The cost of fuel is the biggest expense for motor carriers per mile.
The cost of fuel is the biggest expense for motor carriers per mile. OTR drivers can run anywhere from 80,000 – 130,000 miles in a year. With all those miles, a 1 MPG difference can save owner operators or trucking companies over $10,000 in a year! This is one reason why companies like offer fuel efficiency bonuses every month for drivers. Good fuel habits will help everyone in the long run.
1. Do Pre-Trip Inspections & Regular Maintenance Checks
Yeah, it’s a huge inconvenience, but it’s worth it. Start with the tires. If tire pressure is reduced even 1 PSI, it will make you lose .3% of your MPG. Keeping the tires in proper alignment will also save a lot of money in the long run.
Monitor the fan (it should only run about 6% of the time). Inspect the engine and cables because corroded cables can force the alternator to work harder. Look at the brakes, fluid levels, and the trailer to ensure everything is as it should be.
2. Reduce Idle Time
DVL uses Samsara to track the idle time. Rewarding a good idle percentage is a great idea, as it is a major contributor to fuel efficiency. Depending on the season of the year, drivers at DVL are encouraged to stay within a certain range. Idling for 1 hour can consume 1 gallon of fuel, so it’s an important metric to emphasize. There are several states like Connecticut that have time limit laws for idling, where drivers have as little as a 3-minute time limit.
3. Stick to higher gears
This is obvious, but it’s important to be meticulous about finding the gear sweet spots. The less engine revving, the more fuel efficient your truck will be. A good RPM zone to stay in is 1250 to 1350 RPM. Driving at a faster speed with a lower gear can use around 50% more fuel.

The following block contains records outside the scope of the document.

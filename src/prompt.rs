//! Prompt construction for the model-backed oracle.
//!
//! Output depends only on the board, the legal-move set and the strategy.

use crate::strategy::StrategyId;
use llm2048_board::{Board, LegalMoves};
use tracing::{debug, instrument};

/// System instruction sent alongside every prompt.
pub const SYSTEM_INSTRUCTION: &str = "You are an expert 2048 player. \
Answer with exactly one word naming a move. Do not explain.";

/// Builds the user prompt for one decision.
#[instrument(skip(board), fields(size = board.size(), legal = %legal, strategy = %strategy))]
pub fn build_prompt(board: &Board, legal: LegalMoves, strategy: StrategyId) -> String {
    let (max_value, (max_row, max_col)) = board.max_tile();
    let moves: Vec<&str> = legal.iter().map(|d| d.name()).collect();
    let options = moves.join(", ");

    let prompt = format!(
        "You are playing 2048 on a {n}x{n} board. Sliding tiles merges equal \
neighbours into their sum; a new 2 appears after every move that changes the board.\n\
\n\
Current board (0 = empty):\n\
{grid}\n\
\n\
Score: {score}\n\
Empty cells: {empty}\n\
Largest tile: {max_value} at row {row}, column {col}\n\
\n\
{guidance}\n\
\n\
Legal moves: {options}\n\
Respond with ONLY one word from: {options}",
        n = board.size(),
        grid = board.render(),
        score = board.score(),
        empty = board.empty_cells().len(),
        row = max_row + 1,
        col = max_col + 1,
        guidance = strategy.guidance(),
    );

    debug!(length = prompt.len(), "Prompt built");
    prompt
}
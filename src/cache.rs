//! Memoized model decisions keyed by board, legal moves and strategy.

use crate::strategy::StrategyId;
use llm2048_board::{Board, Direction, LegalMoves};
use std::collections::HashMap;
use std::sync::{Mutex, MutexGuard, PoisonError};
use tracing::{debug, info, instrument, trace};

/// Default entry ceiling.
pub const DEFAULT_CACHE_CAPACITY: usize = 1000;

/// Identity of one decision situation.
#[derive(Debug, Clone, PartialEq, Eq, Hash)]
pub struct CacheKey {
    board: Board,
    legal: LegalMoves,
    strategy: StrategyId,
}

impl CacheKey {
    /// Builds a key from value snapshots.
    pub fn new(board: &Board, legal: LegalMoves, strategy: StrategyId) -> Self {
        Self {
            board: board.clone(),
            legal,
            strategy,
        }
    }
}

/// Bounded, process-wide decision store.
///
/// Inserts beyond the capacity are dropped; nothing is ever evicted.
#[derive(Debug)]
pub struct DecisionCache {
    entries: Mutex<HashMap<CacheKey, Direction>>,
    capacity: usize,
}

impl DecisionCache {
    /// Creates an empty cache holding at most `capacity` entries.
    #[instrument]
    pub fn new(capacity: usize) -> Self {
        info!(capacity, "Creating decision cache");
        Self {
            entries: Mutex::new(HashMap::new()),
            capacity,
        }
    }

    // A panic while holding the lock cannot leave the map half-written, so a
    // poisoned lock is still safe to use.
    fn lock(&self) -> MutexGuard<'_, HashMap<CacheKey, Direction>> {
        self.entries.lock().unwrap_or_else(PoisonError::into_inner)
    }

    /// Looks up a cached decision.
    #[instrument(level = "debug", skip(self, key))]
    pub fn get(&self, key: &CacheKey) -> Option<Direction> {
        let hit = self.lock().get(key).copied();
        trace!(hit = hit.is_some(), "Cache lookup");
        hit
    }

    /// Stores a decision. Returns false when the cache is full and `key` is
    /// not already present.
    #[instrument(level = "debug", skip(self, key))]
    pub fn put(&self, key: CacheKey, direction: Direction) -> bool {
        let mut entries = self.lock();
        if entries.len() >= self.capacity && !entries.contains_key(&key) {
            debug!(capacity = self.capacity, "Cache full, decision not stored");
            return false;
        }
        entries.insert(key, direction);
        true
    }

    /// Drops every entry.
    #[instrument(skip(self))]
    pub fn clear(&self) {
        let mut entries = self.lock();
        info!(dropped = entries.len(), "Clearing decision cache");
        entries.clear();
    }

    /// Number of stored decisions.
    pub fn len(&self) -> usize {
        self.lock().len()
    }

    /// True when nothing is stored.
    pub fn is_empty(&self) -> bool {
        self.lock().is_empty()
    }

    /// Entry ceiling.
    pub fn capacity(&self) -> usize {
        self.capacity
    }
}

impl Default for DecisionCache {
    fn default() -> Self {
        Self::new(DEFAULT_CACHE_CAPACITY)
    }
}

#[cfg(test)]
mod tests {
    use super::*;

    fn key(value: u32, strategy: StrategyId) -> CacheKey {
        let board = Board::from_rows(vec![vec![value, 0], vec![0, 0]]).unwrap();
        CacheKey::new(&board, LegalMoves::ALL, strategy)
    }

    #[test]
    fn test_get_after_put() {
        let cache = DecisionCache::new(4);
        assert_eq!(cache.get(&key(2, StrategyId::Snake)), None);
        assert!(cache.put(key(2, StrategyId::Snake), Direction::Left));
        assert_eq!(cache.get(&key(2, StrategyId::Snake)), Some(Direction::Left));
    }

    #[test]
    fn test_strategy_is_part_of_key() {
        let cache = DecisionCache::new(4);
        cache.put(key(2, StrategyId::Snake), Direction::Left);
        assert_eq!(cache.get(&key(2, StrategyId::CornerFocus)), None);
    }

    #[test]
    fn test_put_beyond_capacity_is_silent_noop() {
        let cache = DecisionCache::new(2);
        assert!(cache.put(key(2, StrategyId::Snake), Direction::Up));
        assert!(cache.put(key(4, StrategyId::Snake), Direction::Up));
        assert!(!cache.put(key(8, StrategyId::Snake), Direction::Up));
        assert_eq!(cache.len(), 2);
        assert_eq!(cache.get(&key(8, StrategyId::Snake)), None);
        assert_eq!(cache.get(&key(2, StrategyId::Snake)), Some(Direction::Up));
    }

    #[test]
    fn test_overwrite_at_capacity() {
        let cache = DecisionCache::new(1);
        cache.put(key(2, StrategyId::Snake), Direction::Up);
        assert!(cache.put(key(2, StrategyId::Snake), Direction::Down));
        assert_eq!(cache.get(&key(2, StrategyId::Snake)), Some(Direction::Down));
    }

    #[test]
    fn test_clear() {
        let cache = DecisionCache::default();
        cache.put(key(2, StrategyId::Snake), Direction::Up);
        cache.clear();
        assert!(cache.is_empty());
        assert_eq!(cache.capacity(), DEFAULT_CACHE_CAPACITY);
    }
}
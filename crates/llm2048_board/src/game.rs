//! Mutable game session over the pure board mechanics.

use crate::board::Board;
use crate::rules::{DEFAULT_WIN_TILE, apply_move, classify_with, legal_moves, new_board, spawn};
use crate::types::{Direction, GameState, LegalMoves};
use rand::SeedableRng;
use rand::rngs::StdRng;
use tracing::{debug, info, instrument};

/// One game of 2048: board, move counter and undo history.
#[derive(Debug, Clone)]
pub struct Game {
    board: Board,
    history: Vec<Board>,
    moves: u32,
    win_tile: u32,
    rng: StdRng,
}

impl Game {
    /// Starts a game on an N×N board seeded from the thread RNG.
    #[instrument]
    pub fn new(size: usize) -> Self {
        Self::with_rng(size, DEFAULT_WIN_TILE, StdRng::from_rng(&mut rand::rng()))
    }

    /// Starts a reproducible game from `seed`.
    #[instrument]
    pub fn seeded(size: usize, win_tile: u32, seed: u64) -> Self {
        Self::with_rng(size, win_tile, StdRng::seed_from_u64(seed))
    }

    /// Starts a game with an explicit RNG.
    pub fn with_rng(size: usize, win_tile: u32, mut rng: StdRng) -> Self {
        let board = new_board(size, &mut rng);
        info!(size, win_tile, "New game");
        Self {
            board,
            history: Vec::new(),
            moves: 0,
            win_tile,
            rng,
        }
    }

    /// Resumes play from an existing board.
    pub fn from_board(board: Board, win_tile: u32, rng: StdRng) -> Self {
        Self {
            board,
            history: Vec::new(),
            moves: 0,
            win_tile,
            rng,
        }
    }

    /// Current board.
    pub fn board(&self) -> &Board {
        &self.board
    }

    /// Number of board-changing moves played.
    pub fn moves(&self) -> u32 {
        self.moves
    }

    /// Winning tile for this game.
    pub fn win_tile(&self) -> u32 {
        self.win_tile
    }

    /// Sum of all tiles.
    pub fn score(&self) -> u64 {
        self.board.score()
    }

    /// Classifies the current board.
    pub fn status(&self) -> GameState {
        classify_with(&self.board, self.win_tile)
    }

    /// Directions that would change the current board.
    pub fn legal_moves(&self) -> LegalMoves {
        legal_moves(&self.board)
    }

    /// Plays `direction`. Returns false, recording nothing, if the board
    /// would not change.
    #[instrument(skip(self), fields(moves = self.moves))]
    pub fn play(&mut self, direction: Direction) -> bool {
        let result = apply_move(&self.board, direction);
        if !result.changed {
            debug!("Move does not change the board");
            return false;
        }
        let previous = std::mem::replace(&mut self.board, spawn(result.board, &mut self.rng));
        self.history.push(previous);
        self.moves += 1;
        true
    }

    /// Restores the board before the last move. Returns false when there is
    /// nothing to undo.
    #[instrument(skip(self))]
    pub fn undo(&mut self) -> bool {
        match self.history.pop() {
            Some(board) => {
                self.board = board;
                self.moves = self.moves.saturating_sub(1);
                debug!(remaining = self.history.len(), "Undid move");
                true
            }
            None => false,
        }
    }
}
//! Named strategic framings injected into the model prompt.
//!
//! A strategy changes only the wording the model sees; board mechanics are
//! unaffected.

use serde::{Deserialize, Serialize};
use strum::{AsRefStr, Display, EnumIter, EnumString};

/// Prompt framing style for the model-backed oracle.
#[derive(
    Debug,
    Clone,
    Copy,
    Default,
    PartialEq,
    Eq,
    PartialOrd,
    Ord,
    Hash,
    Serialize,
    Deserialize,
    Display,
    EnumString,
    EnumIter,
    AsRefStr,
)]
#[serde(rename_all = "kebab-case")]
#[strum(serialize_all = "kebab-case")]
pub enum StrategyId {
    /// Keep tiles ordered along a zig-zag path ending in one corner.
    #[default]
    Snake,
    /// Anchor the largest tile in a single corner.
    CornerFocus,
    /// Fill one edge row with the biggest tiles first.
    EdgePriority,
    /// Shift priorities with how crowded the board is.
    DynamicAdaptive,
    /// Leave the reasoning to the model.
    Innovation,
}

impl StrategyId {
    /// Human-readable label.
    pub fn label(self) -> &'static str {
        match self {
            Self::Snake => "Snake",
            Self::CornerFocus => "Corner focus",
            Self::EdgePriority => "Edge priority",
            Self::DynamicAdaptive => "Dynamic adaptive",
            Self::Innovation => "Free-form",
        }
    }

    /// Instructional block placed in the prompt.
    pub fn guidance(self) -> &'static str {
        match self {
            Self::Snake => SNAKE,
            Self::CornerFocus => CORNER_FOCUS,
            Self::EdgePriority => EDGE_PRIORITY,
            Self::DynamicAdaptive => DYNAMIC_ADAPTIVE,
            Self::Innovation => INNOVATION,
        }
    }
}

const SNAKE: &str = "\
Strategy: SNAKE
- Keep the largest tile in the bottom-right corner.
- Arrange the bottom row in decreasing order from right to left, then continue \
the chain along the row above in the opposite direction.
- Prefer moves that keep the chain ordered; avoid UP unless nothing else is possible.";

const CORNER_FOCUS: &str = "\
Strategy: CORNER FOCUS
- Choose one corner for the largest tile and never move it out.
- Favour the two moves that push tiles toward that corner.
- Merge smaller tiles next to the corner tile so it keeps growing.";

const EDGE_PRIORITY: &str = "\
Strategy: EDGE PRIORITY
- Fill the bottom edge with the biggest tiles and keep that row full.
- A full edge row cannot shift sideways unexpectedly; protect it.
- Build the next row up only once the edge is stable.";

const DYNAMIC_ADAPTIVE: &str = "\
Strategy: DYNAMIC ADAPTIVE
- With many empty cells, set up merges of large tiles toward a corner.
- With few empty cells, take any merge that frees space.
- Never make a move that leaves the board with no follow-up merge if another move avoids it.";

const INNOVATION: &str = "\
Strategy: FREE-FORM
- Use your own judgement. Weigh merges, empty space and the position of \
large tiles, and pick the move you believe scores best over the next few turns.";

#[cfg(test)]
mod tests {
    use super::*;
    use std::str::FromStr;
    use strum::IntoEnumIterator;

    #[test]
    fn test_strategy_names_are_kebab_case() {
        assert_eq!(StrategyId::CornerFocus.to_string(), "corner-focus");
        assert_eq!(
            StrategyId::from_str("dynamic-adaptive").unwrap(),
            StrategyId::DynamicAdaptive
        );
    }

    #[test]
    fn test_every_strategy_has_distinct_guidance() {
        let blocks: Vec<&str> = StrategyId::iter().map(StrategyId::guidance).collect();
        for (i, a) in blocks.iter().enumerate() {
            assert!(!a.is_empty());
            for b in &blocks[i + 1..] {
                assert_ne!(a, b);
            }
        }
    }
}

4. Coasting > Using the Brakes
CDL-A drivers everywhere know the road better than anyone else. Learn to increase the following distance so you can decrease your brake and startup times. Gears one and two are fuel efficiency killers, so avoid starting from a standstill as much as possible.
5. Consider your MPH
We govern our trucks at 72 MPH. Every 10 MPH brings about a 1 MPG loss in fuel efficiency. We all know going slower helps with fuel efficiency, but it also may not always be worth it when balancing timely deliveries and maximizing driving hours. Before going over 65 MPH or 70 MPH speeds, drivers need to consider if the loss of fuel efficiency is worth the time they will save.
6. Consider a Newer Truck
Wouldn’t it be nice if we could all just go out and buy a new truck? We use a fleet of trucks that are 2019-2022 and filter out anything older than that. One of the main reasons for newer equipment is the increase in fuel efficiency. Every year, truck makers come out with more fuel-efficient trucks than the year before. Volvo claims their newest upgrades offer a 31% increase in fuel efficiency when traveling in fuel efficient speed ranges.
Samsara tracks the MPG of Altex drivers, and we offer bonuses if drivers keep within a certain range. The MPG requirement is higher for newer trucks and lower for older trucks because of the technologies present in providing a good fuel efficiency.
7. Know the Traffic Conditions
A good dispatcher should help with providing the best route. Anticipate in advance when you will need to slow down by keeping an eye on road conditions and signs. Make sure to plan routes and avoid hazards and construction whenever possible to save fuel and time.
8. Don’t overfill the tank
If a driver fills the tank to its full capacity, it can waste a lot of fuel. It adds more weight, but it may also expand with heat and overflow. This also brings with it the potential of damaging some of the technical aspects of the truck.
The greatest contributing factor to an increase in fuel efficiency is the motivation for drivers to actually care about it. This is all information that truck drivers know, but it’s important to keep it at the forefront of the mind. For instance, finding the best place to get fuel can pay huge dividends, but it will take a little bit of forethought. Certain states have way higher gas prices than others, so planning when to fill up is essential. Now more than ever it is important for trucking companies to reward drivers who focus on fuel efficiency.